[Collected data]
——————————

//! Text-to-speech output.
//!
//! The daemon is expected to live inside Termux on the handset, so speaking
//! is one `termux-tts-speak` subprocess away. With voice disabled the line
//! is logged instead, which keeps every caller on a single code path.

use std::time::Duration;

use anyhow::{bail, Context, Result};
use tokio::process::Command;
use tracing::{debug, info};

use crate::config::VoiceConfig;

pub struct VoiceSystem {
    enabled: bool,
    language: String,
    rate: String,
    timeout: Duration,
}

impl VoiceSystem {
    pub fn new(cfg: &VoiceConfig) -> Self {
        Self {
            enabled: cfg.enabled,
            language: cfg.language.clone(),
            rate: cfg.rate.to_string(),
            timeout: cfg.speak_timeout(),
        }
    }

    /// Speak one line, bounded by the configured timeout. Quotes are dropped
    /// from the line; the TTS binary chokes on them.
    pub async fn speak(&self, text: &str) -> Result<()> {
        if !self.enabled {
            info!("[muted] {text}");
            return Ok(());
        }
        let line = text.replace(['"', '\''], "");
        debug!("speaking: {line}");
        let run = Command::new("termux-tts-speak")
            .args(["-l", &self.language, "-r", &self.rate])
            .arg(&line)
            .output();
        match tokio::time::timeout(self.timeout, run).await {
            Ok(Ok(output)) if output.status.success() => Ok(()),
            Ok(Ok(output)) => {
                let stderr = String::from_utf8_lossy(&output.stderr);
                bail!("termux-tts-speak failed: {}", stderr.trim());
            }
            Ok(Err(err)) => Err(err).context("launch termux-tts-speak"),
            Err(_) => bail!("tts timed out after {:?}", self.timeout),
        }
    }
}

#[cfg(test)]
mod tests {
    use super::*;

    #[tokio::test]
    async fn muted_voice_always_succeeds() {
        let voice = VoiceSystem::new(&VoiceConfig {
            enabled: false,
            ..VoiceConfig::default()
        });
        voice.speak("New message from Sam on WhatsApp").await.unwrap();
    }
}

——————————

### Activity
What is needed is every line of the records above that contains the word "speaking".

### Solution for this exercise
//! The daemon is expected to live inside Termux on the handset, so speaking
        debug!("speaking: {line}");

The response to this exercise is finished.